El rey Pedro siguió adelante con su venganza. Ordenó matar a la reina Leonor, la viuda de Alfonso de Aragón y madre de los infantes Fernando y Juan, que estaba presa en Castojeriz, y a los más pequeños de sus hermanastros, Juan y Pedro, de diecinueve y quince años de edad, que en nada habían intervenido en aquella guerra.

Mi padre y yo nos encontrábamos en aquellos momentos en Sevilla. Al enterarme de todos aquellos trágicos sucesos se me revolvieron las tripas, pues eran ya muchos los asesinatos que había ordenado el rey. Así que cuando pude, me acerqué a mi padre.

—El rey está cometiendo desmán tras desmán. Esta vez, con la madre de los infantes de Aragón y con sus hermanastros más pequeños.

Pero mi padre siempre tenía una palabra de excusa para Pedro de Castilla.

—El rey tiene que castigar ejemplarmente a sus enemigos cuando los nobles se rebelan. A no ser que quiera que entre todos acaben con él.

—¡Padre, no digáis que era necesario matar a dos niños! ¿Acaso ellos se habían alzado en armas contra él? ¿Y la reina Leonor? ¿Son necesarias tantas muertes para ejercer la autoridad real? Creo que en todas estas muertes el rey no tiene fundamento necesario.

—Pedro, él es el rey y sabe lo que hace. Nosotros no tenemos por qué discutir sus decisiones.

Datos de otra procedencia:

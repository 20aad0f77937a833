/*!
# Command Reference

## Arguments and expressions

```text
digits      number in the current radix
+ - * /     arithmetic, left to right (C-like with 2E1)
& #         bitwise and, or
^_          ones complement of the preceding value
( )         grouping
m,n         two arguments
.  B  Z  H  dot, 0, buffer size, and 0,Z
```

With bit 0 of E1 set, these also work inside parentheses:

```text
//  remainder       <<  >>  shifts
<  <=  >  >=        == <> != comparisons, -1 for true
~   exclusive or    !   logical not
```

## Output

```text
n=   n==   n===     print decimal, octal, hexadecimal
:n=                 print with no newline
n^T                 print the character with code n
^Atext^A            print text
```

## Q-registers

```text
nUq      m,nUq      store n, pass m on
Qq       :Qq        value, text length
nQq                 code of character n of the text
%q       n%q        add 1 or n, return the result
^Uqtext$ :^Uq       set, append text
nXq  m,nXq  :Xq     copy buffer lines or characters
Gq   :Gq            insert, print text
[q   ]q   :]q       push, pop, pop with status
Mq   :Mq            run as a macro, without new local registers
.q                  local register q
```

## Flow

```text
n<...>              loop n times, forever with no n
n;  n:;             leave the loop when n >= 0, n < 0
F<  F>              restart loop, next iteration
n"x ... | ... '     conditional with else
F'  F|              flow to end of conditional, to else
!tag!  Otag$        tag and goto
nOa,b,c$            computed goto
!! text             comment to end of line
```

Conditional tests: `A` alphabetic, `C` symbol constituent, `D` digit,
`E` `F` `U` `=` zero, `G` `>` positive, `L` `S` `T` `<` negative,
`N` nonzero, `R` alphanumeric, `V` lowercase, `W` uppercase.

## Edit buffer

```text
Itext$  nI$         insert text, insert character n
nC  nR  nJ  nL      move dot
nD  nK  m,nK        delete
nT  m,nT  nV        type
nA                  code of character at dot+n
n\  \               insert, read a number
```

## Flags and environment

```text
E1 E2 EH ET         read, nE1 set, m,nE1 clear m and set n
^D  ^O  n^R         decimal, octal, set radix
^B  ^H              date, time
^Q  ^Z              lines to move, total text in registers
EO                  version
?                   trace
EIfile$  :EIfile$   run a file
EQqfile$  E%qfile$  read a file into a register, write one out
^C  EX              stop, exit
```
*/
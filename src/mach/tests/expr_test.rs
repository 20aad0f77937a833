use super::*;

#[test]
fn test_flat_and_c_like_precedence() {
    let mut r = Runtime::default();
    assert_eq!(run(&mut r, "5+3*2="), "16\n");
    assert_eq!(run(&mut r, "2,2E1 5+3*2="), "11\n");
    assert_eq!(run(&mut r, "E1&2="), "2\n");
    assert_eq!(run(&mut r, "-2*3+10="), "4\n");
}

#[test]
fn test_lone_minus_is_minus_one() {
    let mut r = Runtime::default();
    assert_eq!(run(&mut r, "-="), "-1\n");
    assert_eq!(run(&mut r, "-UA QA="), "-1\n");
}

#[test]
fn test_parens_replace_operand() {
    let mut r = Runtime::default();
    assert_eq!(run(&mut r, "7UA 2(QA)="), "7\n");
    assert_eq!(run(&mut r, "2*(3+4)="), "14\n");
    assert_eq!(run(&mut r, "-(3)*2="), "-6\n");
}

#[test]
fn test_extended_operators_inside_parens() {
    let mut r = Runtime::default();
    assert_eq!(run(&mut r, "(5>3)="), "-1\n");
    assert_eq!(run(&mut r, "(5<=3)="), "0\n");
    assert_eq!(run(&mut r, "(7//3)="), "1\n");
    assert_eq!(run(&mut r, "(1<<4)="), "16\n");
    assert_eq!(run(&mut r, "(64>>2)="), "16\n");
    assert_eq!(run(&mut r, "(6~3)="), "5\n");
    assert_eq!(run(&mut r, "(!0)="), "-1\n");
    assert_eq!(run(&mut r, "(3==3)="), "-1\n");
    assert_eq!(run(&mut r, "(2<>3)="), "-1\n");
    assert_eq!(run(&mut r, "(2!=2)="), "0\n");
}

#[test]
fn test_extended_operators_need_flag() {
    let mut r = Runtime::default();
    assert_eq!(run(&mut r, "0E1 (6~3)="), "?ILL Illegal command '~'\n");
}

#[test]
fn test_complement() {
    let mut r = Runtime::default();
    assert_eq!(run(&mut r, "5^_="), "-6\n");
    assert_eq!(run(&mut r, "^_="), "?NAB No argument before ^_\n");
}

#[test]
fn test_division_by_zero() {
    let mut r = Runtime::default();
    assert_eq!(run(&mut r, "4/0="), "0\n");
    assert_eq!(run(&mut r, "1E2 4/0="), "?DIV Division by zero\n");
}

#[test]
fn test_overflow() {
    let mut r = Runtime::default();
    assert_eq!(
        run(&mut r, "9223372036854775807+1="),
        "?OVF Arithmetic overflow\n"
    );
}

#[test]
fn test_skipped_division_is_silent() {
    let mut r = Runtime::default();
    assert_eq!(run(&mut r, "1E2 0\"N (4/0)= ' 1="), "1\n");
}

#[test]
fn test_skipped_literal_never_overflows() {
    let mut r = Runtime::default();
    assert_eq!(run(&mut r, "0\"N 99999999999999999999 ' 1="), "1\n");
    assert_eq!(run(&mut r, "0\"N 9^R 19 ' 2="), "2\n");
}
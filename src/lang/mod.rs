/*!
# Rust Language Module

This Rust module holds the surface of the TECO command language:
the command record built while scanning, the command buffer with its
text-argument delimiters, register names, and errors.

*/

pub type Int = i64;
pub type LineNumber = Option<usize>;

/// The default text-argument delimiter.
pub const ESC: u8 = 0x1b;

#[macro_use]
mod error;
mod buffer;
mod cmd;
mod ident;

pub use buffer::is_whitespace;
pub use buffer::CmdBuf;
pub use cmd::Cmd;
pub use error::printable;
pub use error::Error;
pub use error::ErrorCode;
pub use ident::RegName;
pub use ident::REGISTERS;
/// Errors from Random Forest operations.
#[derive(Debug, thiserror::Error)]
pub enum ForestError {
    /// Returned when n_trees is zero.
    #[error("n_trees must be at least 1, got {n_trees}")]
    InvalidTreeCount {
        /// The invalid n_trees value provided.
        n_trees: usize,
    },

    /// Returned when feature_candidates is explicitly set to zero.
    #[error("feature_candidates must be at least 1, got {feature_candidates}")]
    InvalidFeatureCandidates {
        /// The invalid feature_candidates value provided.
        feature_candidates: usize,
    },

    /// Returned when training or classifying against a dataset with zero samples.
    #[error("dataset has zero samples")]
    EmptyDataset,

    /// Returned when the dataset has zero feature columns.
    #[error("dataset has zero feature columns")]
    ZeroFeatures,

    /// Returned when the feature rows and label sequence have different lengths.
    #[error("partition has {n_rows} feature rows but {n_labels} labels")]
    PartitionLengthMismatch {
        /// Number of feature rows provided.
        n_rows: usize,
        /// Number of labels provided.
        n_labels: usize,
    },

    /// Returned when a sample has a different number of features than expected.
    #[error("sample {sample_index} has {got} features, expected {expected}")]
    FeatureCountMismatch {
        /// The expected number of features.
        expected: usize,
        /// The actual number of features in the sample.
        got: usize,
        /// The zero-based index of the offending sample.
        sample_index: usize,
    },

    /// Returned when a training value is NaN or infinite.
    #[error("non-finite value at sample {sample_index}, feature {feature_index}")]
    NonFiniteValue {
        /// The zero-based index of the offending sample.
        sample_index: usize,
        /// The zero-based index of the offending feature column.
        feature_index: usize,
    },

    /// Returned when a requested feature index is outside `[0, n_features)`.
    ///
    /// Cannot occur under correct uniform sampling; kept as a fatal assertion.
    #[error("feature index {feature_index} out of range for {n_features} features")]
    InvalidFeatureIndex {
        /// The out-of-range feature index.
        feature_index: usize,
        /// The number of feature columns in the dataset.
        n_features: usize,
    },

    /// Returned when a sample has a different number of features at prediction time.
    #[error("prediction input has {got} features, expected {expected}")]
    PredictionFeatureMismatch {
        /// The expected number of features.
        expected: usize,
        /// The actual number of features in the prediction input.
        got: usize,
    },

    /// Returned when true and predicted label sequences have different lengths.
    #[error("got {n_predicted} predicted labels for {n_true} true labels")]
    LabelCountMismatch {
        /// Number of true labels provided.
        n_true: usize,
        /// Number of predicted labels provided.
        n_predicted: usize,
    },
}
//! Random Forest training with parallel tree construction.

use rand::Rng;
use rand::SeedableRng;
use rand_chacha::ChaCha8Rng;
use rayon::iter::{IntoParallelIterator, IntoParallelRefIterator, ParallelIterator};
use tracing::{debug, info, instrument};

use crate::error::ForestError;
use crate::partition::check_training_set;
use crate::split::default_feature_candidates;
use crate::tree::{DecisionTree, DecisionTreeConfig};

/// Configuration for Random Forest training.
///
/// Construct via [`RandomForestConfig::new`], then chain `with_*` methods.
///
/// # Defaults
///
/// | Parameter            | Default                              |
/// |----------------------|--------------------------------------|
/// | `feature_candidates` | `None` (`round(sqrt(n_features))`)   |
/// | `seed`               | 42                                   |
#[derive(Debug, Clone)]
pub struct RandomForestConfig {
    pub(crate) n_trees: usize,
    pub(crate) feature_candidates: Option<usize>,
    pub(crate) seed: u64,
}

impl RandomForestConfig {
    /// Create a new config with the given number of trees.
    ///
    /// # Errors
    ///
    /// Returns [`ForestError::InvalidTreeCount`] if `n_trees` is zero.
    pub fn new(n_trees: usize) -> Result<Self, ForestError> {
        if n_trees == 0 {
            return Err(ForestError::InvalidTreeCount { n_trees });
        }
        Ok(Self {
            n_trees,
            feature_candidates: None,
            seed: 42,
        })
    }

    /// Set the number of random feature candidates evaluated per split.
    ///
    /// `None` resolves to `round(sqrt(n_features))`, minimum 1.
    #[must_use]
    pub fn with_feature_candidates(mut self, feature_candidates: Option<usize>) -> Self {
        self.feature_candidates = feature_candidates;
        self
    }

    /// Set the random seed for reproducibility.
    #[must_use]
    pub fn with_seed(mut self, seed: u64) -> Self {
        self.seed = seed;
        self
    }

    /// Return the number of trees.
    #[must_use]
    pub fn n_trees(&self) -> usize {
        self.n_trees
    }

    /// Return the configured feature candidate count, if set.
    #[must_use]
    pub fn feature_candidates(&self) -> Option<usize> {
        self.feature_candidates
    }

    /// Return the random seed.
    #[must_use]
    pub fn seed(&self) -> u64 {
        self.seed
    }

    /// Train a Random Forest on the provided dataset.
    ///
    /// Every tree trains on the full dataset — there is no bootstrap row
    /// resampling. Trees differ only through their independent random
    /// feature subsampling at each split, each driven by its own seed drawn
    /// from a master RNG, so results are deterministic per seed and tree
    /// construction parallelizes freely.
    ///
    /// `features[sample_idx][feature_idx]` — row-major layout.
    /// `labels[sample_idx]` — integer class labels.
    ///
    /// # Errors
    ///
    /// | Variant | When |
    /// |---|---|
    /// | [`ForestError::EmptyDataset`]              | `features` is empty              |
    /// | [`ForestError::PartitionLengthMismatch`]   | row and label counts differ      |
    /// | [`ForestError::ZeroFeatures`]              | rows have zero feature columns   |
    /// | [`ForestError::FeatureCountMismatch`]      | rows have inconsistent lengths   |
    /// | [`ForestError::NonFiniteValue`]            | any value is NaN or infinite     |
    /// | [`ForestError::InvalidFeatureCandidates`]  | `feature_candidates` is `Some(0)`|
    #[instrument(skip_all, fields(n_trees = self.n_trees, n_samples = features.len()))]
    pub fn fit(&self, features: &[Vec<f64>], labels: &[i64]) -> Result<RandomForest, ForestError> {
        let n_features = check_training_set(features, labels)?;

        let feature_candidates = match self.feature_candidates {
            Some(0) => {
                return Err(ForestError::InvalidFeatureCandidates {
                    feature_candidates: 0,
                });
            }
            Some(k) => k,
            None => default_feature_candidates(n_features),
        };

        info!(
            n_trees = self.n_trees,
            n_samples = features.len(),
            n_features,
            feature_candidates,
            "training random forest"
        );

        // Per-tree seeds from the master RNG, drawn up front so tree order
        // does not depend on worker scheduling.
        let mut master_rng = ChaCha8Rng::seed_from_u64(self.seed);
        let tree_seeds: Vec<u64> = (0..self.n_trees).map(|_| master_rng.r#gen()).collect();

        // A failure building any tree aborts the whole training run.
        let trees: Vec<DecisionTree> = tree_seeds
            .into_par_iter()
            .map(|seed| {
                DecisionTreeConfig::new()
                    .with_feature_candidates(Some(feature_candidates))
                    .with_seed(seed)
                    .fit(features, labels)
            })
            .collect::<Result<_, _>>()?;

        debug!(n_trees_trained = trees.len(), "tree training complete");

        Ok(RandomForest { trees, n_features })
    }
}

/// A fitted Random Forest ensemble.
#[derive(Debug, Clone)]
pub struct RandomForest {
    pub(crate) trees: Vec<DecisionTree>,
    pub(crate) n_features: usize,
}

impl RandomForest {
    /// Predict the class label for a single sample by plurality vote.
    ///
    /// Collects every member tree's prediction in training order; ties go to
    /// the first label reaching the maximum vote count.
    ///
    /// # Errors
    ///
    /// Returns [`ForestError::PredictionFeatureMismatch`] when
    /// `sample.len() != n_features`.
    pub fn predict(&self, sample: &[f64]) -> Result<i64, ForestError> {
        if sample.len() != self.n_features {
            return Err(ForestError::PredictionFeatureMismatch {
                expected: self.n_features,
                got: sample.len(),
            });
        }

        let mut tally: Vec<(i64, usize)> = Vec::new();
        let mut winner: Option<(i64, usize)> = None;
        for tree in &self.trees {
            let label = tree.predict(sample)?;
            let count = match tally.iter_mut().find(|(l, _)| *l == label) {
                Some((_, c)) => {
                    *c += 1;
                    *c
                }
                None => {
                    tally.push((label, 1));
                    1
                }
            };
            // Strict > keeps the first label that reached the maximum count.
            if winner.is_none_or(|(_, best)| count > best) {
                winner = Some((label, count));
            }
        }

        // The config guarantees at least one tree.
        winner
            .map(|(label, _)| label)
            .ok_or(ForestError::EmptyDataset)
    }

    /// Predict class labels for a batch of samples in parallel.
    ///
    /// # Errors
    ///
    /// Returns [`ForestError::PredictionFeatureMismatch`] if any sample has
    /// the wrong feature count.
    pub fn predict_batch(&self, features: &[Vec<f64>]) -> Result<Vec<i64>, ForestError> {
        features
            .par_iter()
            .map(|sample| self.predict(sample))
            .collect()
    }

    /// Return the member trees in training order.
    #[must_use]
    pub fn trees(&self) -> &[DecisionTree] {
        &self.trees
    }

    /// Return the number of trees in the ensemble.
    #[must_use]
    pub fn n_trees(&self) -> usize {
        self.trees.len()
    }

    /// Return the number of features this forest was trained on.
    #[must_use]
    pub fn n_features(&self) -> usize {
        self.n_features
    }
}
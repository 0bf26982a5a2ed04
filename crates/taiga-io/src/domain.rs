//! Domain types produced by the readers.

use crate::error::IoError;

/// A feature matrix paired with its labels, validated to agree in length.
#[derive(Debug, Clone)]
pub struct LabeledDataset {
    features: Vec<Vec<f64>>,
    labels: Vec<i64>,
}

impl LabeledDataset {
    /// Pair a feature matrix with labels.
    ///
    /// # Errors
    ///
    /// Returns [`IoError::LabelCountMismatch`] when the counts disagree.
    pub fn new(features: Vec<Vec<f64>>, labels: Vec<i64>) -> Result<Self, IoError> {
        if features.len() != labels.len() {
            return Err(IoError::LabelCountMismatch {
                n_rows: features.len(),
                n_labels: labels.len(),
            });
        }
        Ok(Self { features, labels })
    }

    /// Return the number of samples.
    #[must_use]
    pub fn n_samples(&self) -> usize {
        self.features.len()
    }

    /// Return the feature dimension (zero for an empty dataset).
    #[must_use]
    pub fn n_features(&self) -> usize {
        self.features.first().map_or(0, Vec::len)
    }

    /// Return the row-major feature matrix.
    #[must_use]
    pub fn features(&self) -> &[Vec<f64>] {
        &self.features
    }

    /// Return the labels, parallel to the feature rows.
    #[must_use]
    pub fn labels(&self) -> &[i64] {
        &self.labels
    }
}
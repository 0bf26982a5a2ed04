//! Whitespace-delimited feature and label file readers with full validation.

use std::path::{Path, PathBuf};

use tracing::{debug, info, instrument};

use crate::domain::LabeledDataset;
use crate::error::IoError;

/// Reads a feature matrix from a whitespace-delimited text file.
///
/// Expected format: one sample per line, feature values separated by any
/// whitespace, every line the same length. No header.
///
/// # Errors
///
/// | Variant | Condition |
/// |---|---|
/// | [`IoError::FileNotFound`] | File doesn't exist or is unreadable |
/// | [`IoError::EmptyDataset`] | Zero lines |
/// | [`IoError::InconsistentRowLength`] | Line length differs from the first line |
/// | [`IoError::InvalidValue`] | Token is unparseable, NaN, or infinite |
pub struct FeatureReader {
    path: PathBuf,
}

impl FeatureReader {
    /// Create a new reader for the given features file path.
    pub fn new(path: &Path) -> Self {
        Self {
            path: path.to_path_buf(),
        }
    }

    /// Read and validate the file, returning row-major feature vectors.
    #[instrument(skip(self), fields(path = %self.path.display()))]
    pub fn read(&self) -> Result<Vec<Vec<f64>>, IoError> {
        let contents = std::fs::read_to_string(&self.path).map_err(|e| IoError::FileNotFound {
            path: self.path.clone(),
            source: e,
        })?;

        let mut rows: Vec<Vec<f64>> = Vec::new();
        let mut expected_cols: Option<usize> = None;

        for (line_index, line) in contents.lines().enumerate() {
            let tokens: Vec<&str> = line.split_whitespace().collect();

            let expected = *expected_cols.get_or_insert(tokens.len());
            if tokens.len() != expected {
                return Err(IoError::InconsistentRowLength {
                    path: self.path.clone(),
                    line_index,
                    expected,
                    got: tokens.len(),
                });
            }

            let mut row = Vec::with_capacity(tokens.len());
            for (col_index, raw) in tokens.iter().enumerate() {
                let value: f64 = raw.parse().map_err(|_| IoError::InvalidValue {
                    path: self.path.clone(),
                    line_index,
                    col_index,
                    raw: (*raw).to_string(),
                })?;
                if !value.is_finite() {
                    return Err(IoError::InvalidValue {
                        path: self.path.clone(),
                        line_index,
                        col_index,
                        raw: (*raw).to_string(),
                    });
                }
                row.push(value);
            }
            rows.push(row);
        }

        if rows.is_empty() {
            return Err(IoError::EmptyDataset {
                path: self.path.clone(),
            });
        }

        debug!(
            n_samples = rows.len(),
            n_features = rows.first().map_or(0, Vec::len),
            "feature matrix loaded"
        );
        Ok(rows)
    }
}

/// Reads integer labels from a text file, one label per line.
///
/// # Errors
///
/// | Variant | Condition |
/// |---|---|
/// | [`IoError::FileNotFound`] | File doesn't exist or is unreadable |
/// | [`IoError::EmptyDataset`] | Zero lines |
/// | [`IoError::InvalidLabel`] | Line is not a single integer |
pub struct LabelReader {
    path: PathBuf,
}

impl LabelReader {
    /// Create a new reader for the given labels file path.
    pub fn new(path: &Path) -> Self {
        Self {
            path: path.to_path_buf(),
        }
    }

    /// Read and validate the file, returning one label per sample.
    #[instrument(skip(self), fields(path = %self.path.display()))]
    pub fn read(&self) -> Result<Vec<i64>, IoError> {
        let contents = std::fs::read_to_string(&self.path).map_err(|e| IoError::FileNotFound {
            path: self.path.clone(),
            source: e,
        })?;

        let mut labels = Vec::new();
        for (line_index, line) in contents.lines().enumerate() {
            let label: i64 = line.trim().parse().map_err(|_| IoError::InvalidLabel {
                path: self.path.clone(),
                line_index,
                raw: line.to_string(),
            })?;
            labels.push(label);
        }

        if labels.is_empty() {
            return Err(IoError::EmptyDataset {
                path: self.path.clone(),
            });
        }

        debug!(n_labels = labels.len(), "labels loaded");
        Ok(labels)
    }
}

/// Read a features file and its parallel labels file into one dataset.
///
/// # Errors
///
/// Any reader error above, plus [`IoError::LabelCountMismatch`] when the two
/// files disagree on sample count.
pub fn read_dataset(features_path: &Path, labels_path: &Path) -> Result<LabeledDataset, IoError> {
    let features = FeatureReader::new(features_path).read()?;
    let labels = LabelReader::new(labels_path).read()?;
    let dataset = LabeledDataset::new(features, labels)?;
    info!(
        n_samples = dataset.n_samples(),
        n_features = dataset.n_features(),
        "dataset loaded"
    );
    Ok(dataset)
}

Callé una vez más, pero la conducta del rey Pedro cada vez me parecía más inhumana. Comprendía que su conducta debía ser firme y, en ocasiones, drástica. Pero lo que estaba ocurriendo en Castilla ahora sobrepasaba todos los límites de lo permisible.

Al verme cabizbajo, mi padre quiso remachar sus argumentos.

—Como podrás observar tú mismo, desde hace mucho tiempo hay una lucha entre el rey por imponer sus leyes y los nobles, mientras estos y las ciudades pretenden defender sus privilegios. El problema es que los privilegios nobiliarios los otorgan los reyes, que los cambian o suprimen según su voluntad. Para evitar los desafueros que en esta lucha cometen unos y otros, leyes y privilegios deberían mantener un equilibrio regido por la justicia, pero desgraciadamente no es así. Ya te habrás dado cuenta de que aquel que ha conseguido unas prerrogativas, al cabo del tiempo ya no se conforma y ansía aumentarlas, y el que hizo estas licencias, en el mismo lapso, cree que se ha excedido en su dádiva y quiere reducirla. Y así, con unos exigiendo y con otros negando, lo habitual es que no se convenzan y acaben sacando sus espadas para tratar de conseguir por la fuerza lo que no obtuvieron de buen grado.

—Entonces, ¿cómo llamas tú a todas estas muertes que el rey está dando a todos cuantos no están en su campo? ¿No son crueldades más propias de una fiera que de un hombre?

—No; el rey Pedro es justiciero, como su padre; pero no creo que sea un hombre cruel.

—Si vos lo decís así, así tendrá que ser. Pero, señor padre, con todo el respeto que os tengo, a mí me parece que el rey está matando por matar, y eso no es ser justiciero sino más bien carnicero.

Esta vez fue mi padre quien quedó en silencio al escuchar mis palabras, ya que por primera vez en mi vida le manifesté mi total desacuerdo con él.